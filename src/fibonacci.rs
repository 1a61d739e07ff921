//! Fibonacci Heap implementation
//!
//! A Fibonacci heap is a data structure for priority queue operations with:
//! - O(1) amortized insert, decrease_key, and meld
//! - O(log n) amortized extract_min
//!
//! The structure consists of a collection of heap-ordered trees. Roots are linked
//! in a circular doubly linked list. The heap maintains a handle to the minimum root.
//!
//! Nodes live in an arena ([`NodeArena`]) and refer to each other through
//! [`NodeHandle`]s, so every ring is an index-linked circular list and a cut
//! only moves a handle between rings; ownership never leaves the heap until
//! [`FibonacciHeap::extract_min`] hands the node back to the caller.

use crate::node::HeapNode;
use crate::storage::{NodeArena, NodeHandle};
use crate::traits::HeapError;
use rustc_hash::FxHashMap;
use smallvec::{smallvec, SmallVec};
use tracing::warn;

/// Growth ratio of the minimum tree size per degree, rounded as in the
/// textbook bound `D(n) <= log_phi(n)`
const PHI: f64 = 1.618;

/// Extra degree-table slots on top of the `log_phi(n)` bound
const DEGREE_SLACK: usize = 2;

/// Degree table that stays inline for heaps of up to 2^40 nodes
type DegreeTable = SmallVec<[Option<NodeHandle>; 64]>;

/// Fibonacci Heap
///
/// # Example
///
/// ```rust
/// use fibonacci_prim::fibonacci::FibonacciHeap;
///
/// let mut heap = FibonacciHeap::new();
/// let a = heap.push(5, "a");
/// heap.push(3, "b");
/// heap.decrease_key(a, 1).unwrap();
/// assert_eq!(heap.peek_min().map(|n| *n.key()), Some(1));
///
/// let node = heap.extract_min().unwrap();
/// assert_eq!(node.into_parts(), (1, Some("a")));
/// ```
#[derive(Debug)]
pub struct FibonacciHeap<K, T> {
    nodes: NodeArena<K, T>,
    min: Option<NodeHandle>,
    len: usize,
    generation: u64,
}

impl<K: Ord, T> Default for FibonacciHeap<K, T> {
    fn default() -> Self {
        Self::new()
    }
}

impl<K: Ord, T> FibonacciHeap<K, T> {
    pub fn new() -> Self {
        Self {
            nodes: NodeArena::default(),
            min: None,
            len: 0,
            generation: 0,
        }
    }

    pub fn is_empty(&self) -> bool {
        self.min.is_none()
    }

    pub fn len(&self) -> usize {
        self.len
    }

    /// Inserts a node into the root ring, to the right of the minimum.
    ///
    /// The node's structural fields are reset; only key and payload are kept.
    ///
    /// # Time Complexity
    /// O(1)
    pub fn insert(&mut self, node: HeapNode<K, T>) -> NodeHandle {
        let handle = self.nodes.insert(node);

        match self.min {
            Some(min) => {
                self.nodes.splice(min, handle);
                if self.nodes[handle].key_lt(&self.nodes[min]) {
                    self.min = Some(handle);
                }
            }
            None => self.min = Some(handle),
        }

        self.len += 1;
        handle
    }

    /// Inserts `payload` under `key`.
    pub fn push(&mut self, key: K, payload: T) -> NodeHandle {
        self.insert(HeapNode::new(key, payload))
    }

    /// Returns the minimum-keyed node without removing it.
    ///
    /// # Time Complexity
    /// O(1)
    pub fn peek_min(&self) -> Option<&HeapNode<K, T>> {
        self.min.map(|min| &self.nodes[min])
    }

    /// Returns the node behind `handle`, if it is still in the heap.
    pub fn get(&self, handle: NodeHandle) -> Option<&HeapNode<K, T>> {
        self.nodes.get(handle)
    }

    pub fn contains(&self, handle: NodeHandle) -> bool {
        self.nodes.contains(handle)
    }

    /// Replaces the payload of a live node, returning the previous one.
    pub fn set_payload(&mut self, handle: NodeHandle, payload: T) -> Result<Option<T>, HeapError> {
        let node = self.nodes.get_mut(handle).ok_or(HeapError::InvalidHandle)?;
        Ok(node.payload.replace(payload))
    }

    /// Removes and returns the minimum-keyed node.
    ///
    /// The minimum's children become roots, then roots of equal degree are
    /// linked pairwise until every root degree is distinct.
    ///
    /// # Errors
    /// [`HeapError::EmptyHeap`] if the heap has no nodes.
    ///
    /// # Time Complexity
    /// O(log n) amortized
    pub fn extract_min(&mut self) -> Result<HeapNode<K, T>, HeapError> {
        let min = self.min.ok_or(HeapError::EmptyHeap)?;

        let mut survivor = self.nodes.unlink(min);

        if let Some(child) = self.nodes[min].child.take() {
            for promoted in self.nodes.ring(child) {
                let node = &mut self.nodes[promoted];
                node.parent = None;
                node.child_cut = false;
            }
            match survivor {
                Some(root) => self.nodes.splice(root, child),
                None => survivor = Some(child),
            }
        }

        let node = self.nodes.remove(min).ok_or(HeapError::InvalidHandle)?;
        self.len -= 1;

        match survivor {
            Some(start) => self.consolidate(start),
            None => self.min = None,
        }

        Ok(node)
    }

    /// Lowers the key of the node behind `handle`.
    ///
    /// If the node now violates heap order it is cut to the root ring, and its
    /// former ancestors are cut in turn while they have already lost a child.
    ///
    /// # Errors
    /// - [`HeapError::InvalidHandle`] if the node is no longer in this heap
    /// - [`HeapError::InvalidKey`] if `new_key` is greater than the current key;
    ///   the heap is left unchanged
    ///
    /// # Time Complexity
    /// O(1) amortized
    pub fn decrease_key(&mut self, handle: NodeHandle, new_key: K) -> Result<(), HeapError> {
        let node = self.nodes.get_mut(handle).ok_or(HeapError::InvalidHandle)?;
        if new_key > node.key {
            return Err(HeapError::InvalidKey);
        }
        node.key = new_key;

        if let Some(parent) = self.nodes[handle].parent {
            if self.nodes[handle].key_lt(&self.nodes[parent]) {
                self.cut(handle, parent);
                self.cascading_cut(parent);
            }
        }

        if let Some(min) = self.min {
            if self.nodes[handle].key_lt(&self.nodes[min]) {
                self.min = Some(handle);
            }
        }

        Ok(())
    }

    /// Merges `other` into this heap.
    ///
    /// `other`'s nodes move into this heap's arena with their trees intact,
    /// then the two root rings are spliced together at one point. Handles
    /// issued by `other` are invalid afterwards; the returned map translates
    /// each of them to its handle in this heap.
    pub fn meld(&mut self, other: FibonacciHeap<K, T>) -> FxHashMap<NodeHandle, NodeHandle> {
        let FibonacciHeap {
            nodes,
            min: other_min,
            len: other_len,
            ..
        } = other;

        let Some(other_min) = other_min else {
            return FxHashMap::default();
        };

        let remap = self.nodes.absorb(nodes);
        let other_min = remap[&other_min];

        match self.min {
            Some(min) => {
                self.nodes.splice(min, other_min);
                if self.nodes[other_min].key_lt(&self.nodes[min]) {
                    self.min = Some(other_min);
                }
            }
            None => self.min = Some(other_min),
        }
        self.len += other_len;

        remap
    }

    /// Degrees of the current roots, starting at the minimum.
    pub fn root_degrees(&self) -> Vec<usize> {
        match self.min {
            Some(min) => self
                .nodes
                .ring(min)
                .into_iter()
                .map(|root| self.nodes[root].degree)
                .collect(),
            None => Vec::new(),
        }
    }

    /// Checks every structural invariant of the heap.
    ///
    /// - sibling links form consistent circular rings
    /// - each node's degree equals the size of its child ring
    /// - children point back at their parent and respect heap order
    /// - roots have no parent and a clear child-cut flag
    /// - the minimum handle names the smallest root
    /// - `len` matches the number of reachable nodes and arena slots
    pub fn verify_internal_structure(&self) -> bool {
        let Some(min) = self.min else {
            return self.len == 0 && self.nodes.len() == 0;
        };

        let roots = self.nodes.ring(min);
        let mut reachable = 0;
        let mut stack: Vec<(NodeHandle, Option<NodeHandle>)> =
            roots.iter().map(|&root| (root, None)).collect();

        for &root in &roots {
            let node = &self.nodes[root];
            if node.child_cut || node.key_lt(&self.nodes[min]) {
                return false;
            }
        }

        while let Some((handle, parent)) = stack.pop() {
            reachable += 1;
            let node = &self.nodes[handle];
            if node.parent != parent {
                return false;
            }
            if self.nodes[node.right].left != handle || self.nodes[node.left].right != handle {
                return false;
            }
            if let Some(parent) = parent {
                if node.key_lt(&self.nodes[parent]) {
                    return false;
                }
            }
            let children = node.child.map(|c| self.nodes.ring(c)).unwrap_or_default();
            if children.len() != node.degree {
                return false;
            }
            stack.extend(children.into_iter().map(|c| (c, Some(handle))));
        }

        reachable == self.len && self.nodes.len() == self.len
    }

    /// Links roots of equal degree until all root degrees are distinct, then
    /// rebuilds the root ring and recomputes the minimum.
    fn consolidate(&mut self, start: NodeHandle) {
        self.generation += 1;
        let pass = self.generation;

        // Walk the root ring once, stamping each root with this pass so the
        // walk knows when it is back where it started.
        let mut roots = Vec::new();
        let mut current = start;
        while self.nodes[current].pass != pass {
            self.nodes[current].pass = pass;
            roots.push(current);
            current = self.nodes[current].right;
        }

        let mut table: DegreeTable = smallvec![None; degree_bound(self.len)];

        for root in roots {
            self.nodes.unlink(root);
            let mut x = root;
            loop {
                let degree = self.nodes[x].degree;
                if degree >= table.len() {
                    warn!(
                        degree,
                        len = self.len,
                        "root degree exceeds table size, growing degree table"
                    );
                    table.resize(degree + 1, None);
                }
                match table[degree].take() {
                    None => {
                        table[degree] = Some(x);
                        break;
                    }
                    Some(y) => {
                        // The earlier root keeps its place only if strictly smaller.
                        let (winner, loser) = if self.nodes[y].key_lt(&self.nodes[x]) {
                            (y, x)
                        } else {
                            (x, y)
                        };
                        self.nodes.attach_child(winner, loser);
                        x = winner;
                    }
                }
            }
        }

        let mut first: Option<NodeHandle> = None;
        for root in table.into_iter().flatten() {
            match first {
                Some(anchor) => self.nodes.splice(anchor, root),
                None => first = Some(root),
            }
        }

        self.min = first.map(|anchor| {
            let mut min = anchor;
            for root in self.nodes.ring(anchor) {
                if self.nodes[root].key_lt(&self.nodes[min]) {
                    min = root;
                }
            }
            min
        });
    }

    /// Cuts `handle` from `parent` and moves it to the root ring.
    fn cut(&mut self, handle: NodeHandle, parent: NodeHandle) {
        let next = self.nodes.unlink(handle);
        if self.nodes[parent].child == Some(handle) {
            self.nodes[parent].child = next;
        }
        self.nodes[parent].degree -= 1;

        let node = &mut self.nodes[handle];
        node.parent = None;
        node.child_cut = false;

        // A child always has an ancestor root, so the root ring is non-empty.
        if let Some(min) = self.min {
            self.nodes.splice(min, handle);
        }
    }

    /// Walks up from `handle`: an unmarked non-root is marked and the walk
    /// stops; a marked non-root is cut and the walk continues with its parent.
    fn cascading_cut(&mut self, mut handle: NodeHandle) {
        while let Some(parent) = self.nodes[handle].parent {
            if !self.nodes[handle].child_cut {
                self.nodes[handle].child_cut = true;
                return;
            }
            self.cut(handle, parent);
            handle = parent;
        }
    }
}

= Requirement =
Could you report every line of the material that contains the string "have"?

= Your solution =
    /// former ancestors are cut in turn while they have already lost a child.
    /// - roots have no parent and a clear child-cut flag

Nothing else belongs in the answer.